Amongst the myriad of rooms dedicated to the global influence of the Irish culture through migration is a space entitled Science & Innovation. Within this gallery, visitors are familiarised with those of Irish descent who have been key in the development of scientific and technology progress.  As an introduction to the mysteries of the Irish psyche, the Synapse provides a spectacular visual interpretation of the brain’s inner workings.This artistic impression that also provides light and visual movement to the gallery was designed by Adam Grater.

“There was indeed a dual purpose to this installation,” opens Grater. “It’s title, The Synapse, explains what it represents but it also creates atmosphere and provides ambience in the way it physically illuminates the space. Once I had an idea of what I wanted I went to Dave Smith at Specialz to turn my thoughts into a workable reality.”


Creating bespoke visual structures is what Specialz is all about as Grater himself comments, “I went to Dave and his team for this as I’ve used their expertise in the past for other ‘one-off’ pieces and you always get what you pay for with no messing.  Plus, there’s always a good lunch or two along the way.”


The metal frame that supports the lighting was assembled by Scena and then the Specialz team hand knitted or weaved the fibres and LED strings through the framework to create the image of the brain’s neurons and synapses at work.

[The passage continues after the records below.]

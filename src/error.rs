use thiserror::Error;

#[derive(Error, Debug)]
pub enum SchedulerError {
    /// Missing or invalid node credentials. The optional cause ("Invalid PSK",
    /// "Invalid node ID") is surfaced for observability; callers must not
    /// depend on it being present.
    #[error("Unauthorized")]
    Unauthorized { cause: Option<&'static str> },

    #[error("Bad request: {0}")]
    BadRequest(&'static str),

    /// A well-formed request whose content cannot be processed (unparsable
    /// or disallowed job update).
    #[error("Not acceptable: {0}")]
    NotAcceptable(&'static str),

    #[error("Not found: {0}")]
    NotFound(String),

    /// The job is no longer available to be awarded (already claimed or
    /// removed from the queue).
    #[error("Gone: {0}")]
    Gone(&'static str),

    /// The requested transition conflicts with the job's current state.
    #[error("Conflict: {0}")]
    Conflict(String),

    #[error("Serialization error: {0}")]
    Serde(#[from] serde_json::Error),

    #[error("Queue store error: {0}")]
    Redis(#[from] redis::RedisError),

    #[error("Internal error: {0}")]
    Internal(String),
}

pub type Result<T> = std::result::Result<T, SchedulerError>;
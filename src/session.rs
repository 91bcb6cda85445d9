//! conversation state for one chat entity.
//!
//! `Session` owns the ordered transcript, the draft input line, and the
//! one-request-in-flight gate. all mutation goes through the methods below;
//! systems in the crate root drive them from bevy events.

use bevy::prelude::*;
use serde::{Deserialize, Serialize};

/// persona instruction prepended to every outbound prompt. never stored in
/// the session itself.
pub const SYSTEM_INSTRUCTION: &str = "You are a helpful Medical Research Assistant. \
You should answer questions only related to medical research. \
You should not answer programming questions.";

/// who produced a turn.
#[derive(Serialize, Deserialize, Clone, Copy, Debug, PartialEq, Eq)]
#[serde(rename_all = "lowercase")]
pub enum Role {
    System,
    User,
    Assistant,
}

/// one message in the transcript. immutable once appended; ordering in
/// `Session::turns` is chronological, oldest first.
#[derive(Serialize, Deserialize, Clone, Debug, PartialEq, Eq)]
pub struct Turn {
    pub role: Role,
    pub content: String,
}

impl Turn {
    pub fn system(content: impl Into<String>) -> Self {
        Self { role: Role::System, content: content.into() }
    }
    pub fn user(content: impl Into<String>) -> Self {
        Self { role: Role::User, content: content.into() }
    }
    pub fn assistant(content: impl Into<String>) -> Self {
        Self { role: Role::Assistant, content: content.into() }
    }
}

/// attach this to an entity you want to chat through the gateway.
///
/// `awaiting_reply` is true from a user turn's append until the paired
/// assistant turn lands (the gateway's fallback text counts), and while it is
/// true further submissions are ignored.
#[derive(Component, Clone, Debug, Default)]
pub struct Session {
    turns: Vec<Turn>,
    draft_input: String,
    awaiting_reply: bool,
    query_applied: bool,
}

impl Session {
    pub fn turns(&self) -> &[Turn] {
        &self.turns
    }

    pub fn draft_input(&self) -> &str {
        &self.draft_input
    }

    pub fn is_awaiting_reply(&self) -> bool {
        self.awaiting_reply
    }

    /// draft editing for the input line.
    pub fn push_draft(&mut self, s: &str) {
        self.draft_input.push_str(s);
    }

    pub fn backspace_draft(&mut self) {
        self.draft_input.pop();
    }

    /// append a user turn and open the reply interval.
    ///
    /// returns the outbound prompt (`[system, ..all turns so far]`) for the
    /// gateway, or `None` when the text trims to empty or a reply is already
    /// pending. the user turn is in `turns` before the caller starts the
    /// remote call, so a ui can render it immediately.
    pub fn submit(&mut self, text: &str) -> Option<Vec<Turn>> {
        if text.trim().is_empty() || self.awaiting_reply {
            return None;
        }
        self.turns.push(Turn::user(text));
        self.draft_input.clear();
        self.awaiting_reply = true;

        let mut prompt = Vec::with_capacity(self.turns.len() + 1);
        prompt.push(Turn::system(SYSTEM_INSTRUCTION));
        prompt.extend(self.turns.iter().cloned());
        Some(prompt)
    }

    /// auto-submission for a query-parameter message. same semantics as
    /// `submit`, but honored at most once per session lifetime.
    pub fn initialize_from_query(&mut self, text: &str) -> Option<Vec<Turn>> {
        if self.query_applied {
            return None;
        }
        self.query_applied = true;
        self.submit(text)
    }

    /// append the assistant turn and close the reply interval. the caller
    /// passes either the provider's reply or the gateway's fallback text, so
    /// this is reached for every opened interval.
    pub fn resolve(&mut self, reply: impl Into<String>) {
        self.turns.push(Turn::assistant(reply));
        self.awaiting_reply = false;
    }
}
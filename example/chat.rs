//! single-page medical research assistant chat.
//!
//! - transcript rendered oldest-first, one labelled block per turn, long
//!   replies split into paragraphs at sentence boundaries.
//! - prompt line with enter-to-send; input is ignored while a reply is
//!   pending, and a busy line shows exactly for that interval.
//! - set MEDCHAT_QUERY (native) or open with `?messagefromquery=...` (wasm)
//!   to auto-submit a first message on load.
//!
//! env:
//!   GROQ_API_KEY     (key, read once by the gateway)
//!   MEDCHAT_QUERY    (optional initial message, may be percent-encoded)

use bevy::input::keyboard::{KeyCode, KeyboardInput};
use bevy::prelude::*;
use bevy_medchat::{
    submit_text, CompletionGateway, InitialQuery, MedChatPlugin, MedChatSet, Role, Session,
    split_paragraphs_default,
};

// ---------------------- ui tags ----------------------

#[derive(Component)]
struct TranscriptText;
#[derive(Component)]
struct BusyText;
#[derive(Component)]
struct PromptText;

#[derive(Component, Copy, Clone)]
struct TargetSession(Entity);

// ---------------------- main ----------------------

fn main() {
    // the api key stays inside the gateway; nothing ui-side ever sees it
    let gateway = CompletionGateway::groq_from_env().expect("completion gateway");

    let mut app = App::new();
    app.insert_resource(ClearColor(Color::srgb_u8(18, 18, 20)))
        .insert_resource(gateway)
        .add_plugins(DefaultPlugins)
        .add_plugins(MedChatPlugin)
        .add_systems(Startup, setup)
        .add_systems(Update, handle_text_input)
        // ui refresh runs after replies have been applied to the session
        .add_systems(
            Update,
            (refresh_transcript, refresh_busy, refresh_prompt).after(MedChatSet::Drain),
        );

    #[cfg(not(target_arch = "wasm32"))]
    if let Some(text) = bevy_medchat::query::initial_message_from_env() {
        info!(target: "chat", "initial query from env (len={})", text.len());
        app.insert_resource(InitialQuery(text));
    }
    #[cfg(target_arch = "wasm32")]
    {
        console_error_panic_hook::set_once();
        if let Some(text) = bevy_medchat::query::initial_message_from_location() {
            info!(target: "chat", "initial query from location (len={})", text.len());
            app.insert_resource(InitialQuery(text));
        }
    }

    app.run();
}

// ---------------------- setup ui ----------------------

fn setup(mut commands: Commands) {
    commands.spawn(Camera2d::default());

    // the chat session entity
    let session = commands.spawn(Session::default()).id();

    let style_18 = TextFont {
        font_size: 18.0,
        ..default()
    };
    let style_14 = TextFont {
        font_size: 14.0,
        ..default()
    };

    // root: transcript on top, busy line, prompt line at the bottom
    commands
        .spawn((
            Node {
                width: Val::Percent(100.0),
                height: Val::Percent(100.0),
                flex_direction: FlexDirection::Column,
                row_gap: Val::Px(8.0),
                padding: UiRect::all(Val::Px(12.0)),
                ..default()
            },
            BackgroundColor(Color::NONE),
        ))
        .with_children(|p| {
            // scrollable transcript, oldest first
            p.spawn((
                Node {
                    width: Val::Percent(100.0),
                    height: Val::Percent(100.0),
                    flex_direction: FlexDirection::Column,
                    overflow: Overflow::scroll_y(),
                    padding: UiRect::axes(Val::Px(8.0), Val::Px(12.0)),
                    ..default()
                },
                BackgroundColor(Color::srgb(0.10, 0.10, 0.12)),
                ScrollPosition::default(),
            ))
            .with_children(|c| {
                c.spawn((
                    Text::new(""),
                    style_18.clone(),
                    TextColor(Color::WHITE),
                    TranscriptText,
                    TargetSession(session),
                ));
            });

            p.spawn((
                Text::new(""),
                style_14.clone(),
                TextColor(Color::srgb_u8(50, 222, 159)),
                BusyText,
                TargetSession(session),
                Visibility::Hidden,
            ));

            p.spawn((
                Text::new("> "),
                style_14.clone(),
                TextColor(Color::WHITE),
                PromptText,
                TargetSession(session),
            ));
        });
}

// ---------------------- input ----------------------

fn handle_text_input(
    mut commands: Commands,
    mut ev_kbd: EventReader<KeyboardInput>,
    keys: Res<ButtonInput<KeyCode>>,
    mut q: Query<(Entity, &mut Session)>,
) {
    let Ok((entity, mut session)) = q.single_mut() else {
        return;
    };

    // input is disabled while a reply is pending
    if session.is_awaiting_reply() {
        ev_kbd.clear();
        return;
    }

    for ev in ev_kbd.read() {
        if ev.state.is_pressed() {
            if let Some(txt) = &ev.text {
                let s = txt.replace('\r', "").replace('\n', "");
                session.push_draft(&s);
            }
        }
    }

    if keys.just_pressed(KeyCode::Backspace) {
        session.backspace_draft();
    }

    if keys.just_pressed(KeyCode::Enter) {
        let draft = session.draft_input().to_string();
        if !draft.trim().is_empty() {
            submit_text(&mut commands, entity, draft);
        }
    }
}

// ---------------------- text refresh ----------------------

fn role_label(role: Role) -> &'static str {
    match role {
        Role::User => "User:",
        Role::Assistant => "Medical Research Assistant:",
        Role::System => "System:",
    }
}

fn refresh_transcript(
    sessions: Query<(Entity, &Session), Changed<Session>>,
    mut q_text: Query<(&TargetSession, &mut Text), With<TranscriptText>>,
    mut q_scroll: Query<&mut ScrollPosition>,
) {
    for (entity, session) in &sessions {
        let mut out = String::new();
        for turn in session.turns() {
            out.push_str(role_label(turn.role));
            out.push('\n');
            for para in split_paragraphs_default(&turn.content) {
                out.push_str(&para);
                out.push_str("\n\n");
            }
        }

        for (TargetSession(t), mut text) in q_text.iter_mut() {
            if *t == entity {
                text.0 = out.clone();
            }
        }
        // pin the view to the newest turn; bevy clamps the offset
        for mut scroll in q_scroll.iter_mut() {
            scroll.offset_y = f32::MAX;
        }
    }
}

fn refresh_busy(
    sessions: Query<(Entity, &Session), Changed<Session>>,
    mut q: Query<(&TargetSession, &mut Text, &mut Visibility), With<BusyText>>,
) {
    for (entity, session) in &sessions {
        for (TargetSession(t), mut text, mut vis) in q.iter_mut() {
            if *t != entity {
                continue;
            }
            if session.is_awaiting_reply() {
                text.0 = "Medical Research Assistant is thinking...".to_string();
                *vis = Visibility::Visible;
            } else {
                text.0.clear();
                *vis = Visibility::Hidden;
            }
        }
    }
}

fn refresh_prompt(
    sessions: Query<(Entity, &Session), Changed<Session>>,
    mut q: Query<(&TargetSession, &mut Text), With<PromptText>>,
) {
    for (entity, session) in &sessions {
        for (TargetSession(t), mut text) in q.iter_mut() {
            if *t != entity {
                continue;
            }
            text.0 = if session.is_awaiting_reply() {
                "> (waiting for reply)".to_string()
            } else {
                format!("> {}|", session.draft_input())
            };
        }
    }
}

Dave Smith explains in more detail, “The initial brief was pretty abstract, with plenty of mood pictures and style sheets, but there was a little uncertainty as to quite what they were looking for until they saw actually saw the effect.’


‘To this end prior to shipping, a trial build was instigated to attempt to simulate the effect and offer various colour options and design possibilities.  It became clear early on, that this could not be pre-built and simply installed.  The basic components would have to be shipped to Dublin and built in-situ in its entirety because of the complexity of the design.  One element of the brief was that the system had to be robust and as maintenance free as possible bearing in mind the exhibition was planned to last 6 years.’

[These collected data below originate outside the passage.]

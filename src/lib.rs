//! bevy_medchat: a medical research assistant chat over the `llm` crate.
//!
//! - `Session` owns the transcript, the draft line, and the
//!   one-request-in-flight gate; the provider never keeps history.
//! - the completion gateway absorbs every provider failure into a fixed
//!   fallback reply, so the ui never hangs on a failed call.
//! - never blocks the main thread: on native we spawn onto a tiny tokio
//!   runtime (no bevy pool blocking); on wasm we use bevy's async pool,
//!   which yields to the browser/event loop.
//!
//! typical wiring: insert a [`CompletionGateway`], add [`MedChatPlugin`],
//! spawn an entity with a [`Session`], then drive it with [`submit_text`]
//! (or an [`InitialQuery`] resource for query-parameter auto-submission).

use bevy::prelude::*;
use bevy::tasks::AsyncComputeTaskPool;
use flume::{Receiver, Sender, TryRecvError};
#[cfg(not(target_arch = "wasm32"))]
use std::sync::Arc;

pub mod format;
pub mod gateway;
pub mod query;
pub mod session;

pub use format::{split_paragraphs, split_paragraphs_default, DEFAULT_PARAGRAPH_LEN};
pub use gateway::{
    CompletionBackend, CompletionGateway, GatewayError, LlmBackend, FALLBACK_REPLY,
};
pub use query::{QUERY_ENV_VAR, QUERY_PARAM};
pub use session::{Role, Session, Turn, SYSTEM_INSTRUCTION};

/// on native we keep a tiny tokio runtime to drive `llm` futures.
/// we spawn onto this rt from compute tasks so neither the main thread
/// nor bevy's compute pools block.
#[cfg(not(target_arch = "wasm32"))]
#[derive(Resource, Clone)]
pub struct TokioRt(pub Arc<tokio::runtime::Runtime>);

#[cfg(not(target_arch = "wasm32"))]
impl Default for TokioRt {
    fn default() -> Self {
        info!(target: "bevy_medchat", "initializing tokio multi-thread runtime (native)");
        let rt = tokio::runtime::Builder::new_multi_thread()
            .enable_all()
            .build()
            .expect("tokio runtime");
        Self(Arc::new(rt))
    }
}

/// system ordering so uis can run after replies land.
#[derive(SystemSet, Debug, Hash, PartialEq, Eq, Clone)]
pub enum MedChatSet {
    /// replies are applied to sessions and `ReplyReceived` fires here
    /// (in `Update`)
    Drain,
}

/// insert this component on a session entity to request a send. removed once
/// picked up; an empty or mid-flight submission is dropped without a call.
#[derive(Component, Clone, Debug)]
pub struct SubmitText(pub String);

/// helper to enqueue a user message on a session entity.
pub fn submit_text(commands: &mut Commands, target: Entity, text: impl Into<String>) {
    let text = text.into();
    info!(target: "bevy_medchat", "submit_text -> len={}", text.len());
    commands.entity(target).insert(SubmitText(text));
}

/// decoded query-parameter message to auto-submit once a session exists.
/// consumed on application (see `query::initial_message_from_location` /
/// `query::initial_message_from_env` for producing it).
#[derive(Resource, Clone, Debug)]
pub struct InitialQuery(pub String);

/// a user turn was appended and the outbound call is starting.
#[derive(Event, Debug)]
pub struct TurnSubmitted {
    pub entity: Entity,
}

/// the assistant turn landed (provider reply or fallback text).
#[derive(Event, Debug)]
pub struct ReplyReceived {
    pub entity: Entity,
    pub text: String,
}

/// cross-thread inbox for finished completions; gateway tasks send, the main
/// thread drains. bounded to avoid unbounded growth when the frame stalls.
#[derive(Resource, Clone)]
struct ReplyInbox {
    tx: Sender<ReplyMsg>,
    rx: Receiver<ReplyMsg>,
}

impl Default for ReplyInbox {
    fn default() -> Self {
        let (tx, rx) = flume::bounded(256);
        Self { tx, rx }
    }
}

#[derive(Debug)]
struct ReplyMsg {
    entity: Entity,
    text: String,
}

/// bevy plugin: wires systems, events, resources.
/// requires a `CompletionGateway` resource before any submission is made.
/// on native, also inserts a tiny tokio runtime resource by default.
pub struct MedChatPlugin;

impl Plugin for MedChatPlugin {
    fn build(&self, app: &mut App) {
        info!(target: "bevy_medchat", "MedChatPlugin: build()");
        app.init_resource::<ReplyInbox>()
            .add_event::<TurnSubmitted>()
            .add_event::<ReplyReceived>()
            // write + read events in the same schedule (Update)
            .configure_sets(Update, MedChatSet::Drain)
            .add_systems(Update, drain_reply_inbox.in_set(MedChatSet::Drain))
            // the initial query goes first so a same-frame manual submit
            // cannot slip in ahead of it
            .add_systems(
                Update,
                (apply_initial_query, spawn_completion_requests).chain(),
            );

        #[cfg(not(target_arch = "wasm32"))]
        if app.world().get_resource::<TokioRt>().is_none() {
            app.insert_resource(TokioRt::default());
        }
    }
}

/// runs the gateway call off the main thread and posts the reply (always
/// text, never an error) into the inbox.
#[cfg(not(target_arch = "wasm32"))]
fn dispatch_prompt(
    gateway: &CompletionGateway,
    tx: Sender<ReplyMsg>,
    entity: Entity,
    prompt: Vec<Turn>,
    rt: Arc<tokio::runtime::Runtime>,
) {
    let gateway = gateway.clone();
    AsyncComputeTaskPool::get()
        .spawn(async move {
            // hand off to tokio so bevy pools stay free while the http
            // request is in flight
            let _ = rt
                .spawn(async move {
                    let text = gateway.complete(&prompt).await;
                    let _ = tx.send(ReplyMsg { entity, text });
                })
                .await;
        })
        .detach();
}

#[cfg(target_arch = "wasm32")]
fn dispatch_prompt(
    gateway: &CompletionGateway,
    tx: Sender<ReplyMsg>,
    entity: Entity,
    prompt: Vec<Turn>,
) {
    let gateway = gateway.clone();
    AsyncComputeTaskPool::get()
        .spawn(async move {
            // wasm path: await directly; the pool yields to the event loop
            let text = gateway.complete(&prompt).await;
            let _ = tx.send(ReplyMsg { entity, text });
        })
        .detach();
}

/// picks up `SubmitText` markers, gates them through `Session::submit`, and
/// spawns the gateway call for accepted submissions.
fn spawn_completion_requests(
    mut commands: Commands,
    gateway: Res<CompletionGateway>,
    inbox: Res<ReplyInbox>,
    mut q: Query<(Entity, &mut Session, &SubmitText)>,
    mut ev_submitted: EventWriter<TurnSubmitted>,
    #[cfg(not(target_arch = "wasm32"))] rt: Res<TokioRt>,
) {
    for (e, mut session, submit) in q.iter_mut() {
        let text = submit.0.clone();
        // one-shot marker removal
        commands.entity(e).remove::<SubmitText>();

        let Some(prompt) = session.submit(&text) else {
            debug!(target: "bevy_medchat", "submit dropped: entity={e:?} (empty or reply pending)");
            continue;
        };
        info!(target: "bevy_medchat", "submit: entity={e:?} prompt_turns={}", prompt.len());
        ev_submitted.write(TurnSubmitted { entity: e });

        #[cfg(not(target_arch = "wasm32"))]
        dispatch_prompt(&gateway, inbox.tx.clone(), e, prompt, rt.0.clone());
        #[cfg(target_arch = "wasm32")]
        dispatch_prompt(&gateway, inbox.tx.clone(), e, prompt);
    }
}

/// auto-submits the decoded query-parameter message once, as soon as a
/// session entity exists. the resource is consumed on application.
fn apply_initial_query(
    mut commands: Commands,
    initial: Option<Res<InitialQuery>>,
    gateway: Option<Res<CompletionGateway>>,
    inbox: Res<ReplyInbox>,
    mut q: Query<(Entity, &mut Session)>,
    mut ev_submitted: EventWriter<TurnSubmitted>,
    #[cfg(not(target_arch = "wasm32"))] rt: Option<Res<TokioRt>>,
) {
    let Some(initial) = initial else {
        return;
    };
    let Some(gateway) = gateway else {
        return;
    };
    #[cfg(not(target_arch = "wasm32"))]
    let Some(rt) = rt else {
        return;
    };
    // wait until a session entity has been spawned
    let Some((e, mut session)) = q.iter_mut().next() else {
        return;
    };

    let text = initial.0.clone();
    commands.remove_resource::<InitialQuery>();

    let Some(prompt) = session.initialize_from_query(&text) else {
        debug!(target: "bevy_medchat", "initial query dropped: entity={e:?}");
        return;
    };
    info!(target: "bevy_medchat", "initial query submitted: entity={e:?} len={}", text.len());
    ev_submitted.write(TurnSubmitted { entity: e });

    #[cfg(not(target_arch = "wasm32"))]
    dispatch_prompt(&gateway, inbox.tx.clone(), e, prompt, rt.0.clone());
    #[cfg(target_arch = "wasm32")]
    dispatch_prompt(&gateway, inbox.tx.clone(), e, prompt);
}

/// drains the inbox, resolves sessions, and emits `ReplyReceived`.
fn drain_reply_inbox(
    inbox: Res<ReplyInbox>,
    mut q: Query<&mut Session>,
    mut ev_reply: EventWriter<ReplyReceived>,
) {
    // cap per frame so a burst of replies cannot stall rendering
    const MAX_PER_FRAME: usize = 64;
    for _ in 0..MAX_PER_FRAME {
        match inbox.rx.try_recv() {
            Ok(ReplyMsg { entity, text }) => {
                if let Ok(mut session) = q.get_mut(entity) {
                    session.resolve(text.clone());
                } else {
                    // session entity despawned while the call was in flight
                    warn!(target: "bevy_medchat", "reply for missing entity {entity:?} dropped");
                }
                ev_reply.write(ReplyReceived { entity, text });
            }
            Err(TryRecvError::Empty) | Err(TryRecvError::Disconnected) => break,
        }
    }
}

‘To simulate the synapses, we suggested falling back to an old technology of fibre optics as light engines were now available with LED bulbs which had 20-25,000 hours of available lifespan.  To give the impression of the synapses, over 1500m of side emitting transparent fibre optics together with 1500m of cracked fibre with 24 x 10m strings of micro-LED to simulate the neurons firing were powered off a Specialz LED controller mounted in the truss.’

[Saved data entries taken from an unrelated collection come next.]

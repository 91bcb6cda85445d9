//! paragraph splitting for transcript display.

/// default display width of a paragraph, in characters.
pub const DEFAULT_PARAGRAPH_LEN: usize = 500;

/// split `text` into sentences at each "period followed by whitespace"
/// boundary. the period stays with its sentence; the whitespace run is
/// consumed.
fn split_sentences(text: &str) -> Vec<&str> {
    let mut sentences = Vec::new();
    let mut start = 0;
    let mut iter = text.char_indices().peekable();
    while let Some((i, c)) = iter.next() {
        if c != '.' {
            continue;
        }
        let mut end = i + 1;
        let mut saw_whitespace = false;
        while let Some(&(j, d)) = iter.peek() {
            if !d.is_whitespace() {
                break;
            }
            saw_whitespace = true;
            end = j + d.len_utf8();
            iter.next();
        }
        if saw_whitespace {
            sentences.push(&text[start..i + 1]);
            start = end;
        }
    }
    sentences.push(&text[start..]);
    sentences
}

/// greedily pack sentences into display paragraphs of at most `max_len`
/// characters.
///
/// a single sentence longer than `max_len` is emitted whole as its own
/// oversized paragraph; sentences are never cut. empty input yields no
/// paragraphs. each paragraph is trimmed. pure and deterministic.
pub fn split_paragraphs(text: &str, max_len: usize) -> Vec<String> {
    let mut paragraphs = Vec::new();
    let mut current = String::new();

    for sentence in split_sentences(text) {
        if current.len() + sentence.len() <= max_len {
            if !current.is_empty() {
                current.push(' ');
            }
            current.push_str(sentence);
        } else {
            push_trimmed(&mut paragraphs, &current);
            current = sentence.to_string();
        }
    }
    push_trimmed(&mut paragraphs, &current);

    paragraphs
}

fn push_trimmed(paragraphs: &mut Vec<String>, paragraph: &str) {
    let trimmed = paragraph.trim();
    if !trimmed.is_empty() {
        paragraphs.push(trimmed.to_string());
    }
}

/// `split_paragraphs` with [`DEFAULT_PARAGRAPH_LEN`].
pub fn split_paragraphs_default(text: &str) -> Vec<String> {
    split_paragraphs(text, DEFAULT_PARAGRAPH_LEN)
}

#[cfg(test)]
mod tests {
    use super::*;
    use pretty_assertions::assert_eq;

    #[test]
    fn tiny_max_yields_single_sentence_paragraphs() {
        assert_eq!(split_paragraphs("A. B. C.", 3), vec!["A.", "B.", "C."]);
    }

    #[test]
    fn no_period_yields_one_trimmed_paragraph() {
        assert_eq!(
            split_paragraphs("  just one long thought with no full stop  ", 500),
            vec!["just one long thought with no full stop"]
        );
    }

    #[test]
    fn empty_input_yields_no_paragraphs() {
        assert!(split_paragraphs("", 500).is_empty());
        assert!(split_paragraphs("   ", 500).is_empty());
    }

    #[test]
    fn oversized_sentence_is_never_cut() {
        let long = "x".repeat(1000);
        let paragraphs = split_paragraphs(&long, 500);
        assert_eq!(paragraphs.len(), 1);
        assert_eq!(paragraphs[0].len(), 1000);
    }

    #[test]
    fn sentences_pack_while_under_the_limit() {
        let text = "First sentence. Second sentence. Third sentence.";
        // "First sentence." + "Second sentence." fits in 40; adding the third
        // would not.
        assert_eq!(
            split_paragraphs(text, 40),
            vec!["First sentence. Second sentence.", "Third sentence."]
        );
    }

    #[test]
    fn period_without_following_whitespace_does_not_split() {
        assert_eq!(split_paragraphs("v1.2 is out", 500), vec!["v1.2 is out"]);
    }

    #[test]
    fn trailing_boundary_leaves_no_empty_paragraph() {
        assert_eq!(split_paragraphs("Done. ", 500), vec!["Done."]);
    }

    #[test]
    fn default_max_is_500() {
        let sentence = format!("{}.", "a".repeat(299));
        let text = format!("{sentence} {sentence} {sentence}");
        let paragraphs = split_paragraphs_default(&text);
        // 300 + 300 fits under 500 only once, so the first paragraph holds one
        // sentence and the packing continues from there.
        assert_eq!(paragraphs.len(), 3);
        for p in &paragraphs {
            assert_eq!(p, &sentence);
        }
    }

    #[test]
    fn deterministic_for_same_input() {
        let text = "Alpha beta. Gamma delta. Epsilon.";
        assert_eq!(split_paragraphs(text, 20), split_paragraphs(text, 20));
    }
}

Working with Scena, six light engines were floor mounted in the synapse support structure with three engines and the Specialz LED Controller were mounted on an existing services truss above the synapse support structure. It took 14 days to craft the effect onsite and weave an intricate web of fibre optic and micro-Led cables within the three synapse supports ensuring that the look was pretty awe-inspiring from every way it was approached and viewed.”

When completed, the whole installation was programmed by Mark Gallione of High Res Lighting in Dublin.


“The results are really stunning and the museum is very happy with the way the installation complements the objectives of the gallery,” reports Grater.  “This is a permanent installation so it needs to be fail-safe in terms of reliability and performance. The museum is well into its second year and I have yet to hear of any issues.”


“As ever,” concludes Grater, “Specialz stepped up to the mark and produced exactly what was required, on time and on budget.  A total pleasure and one I will be repeating.”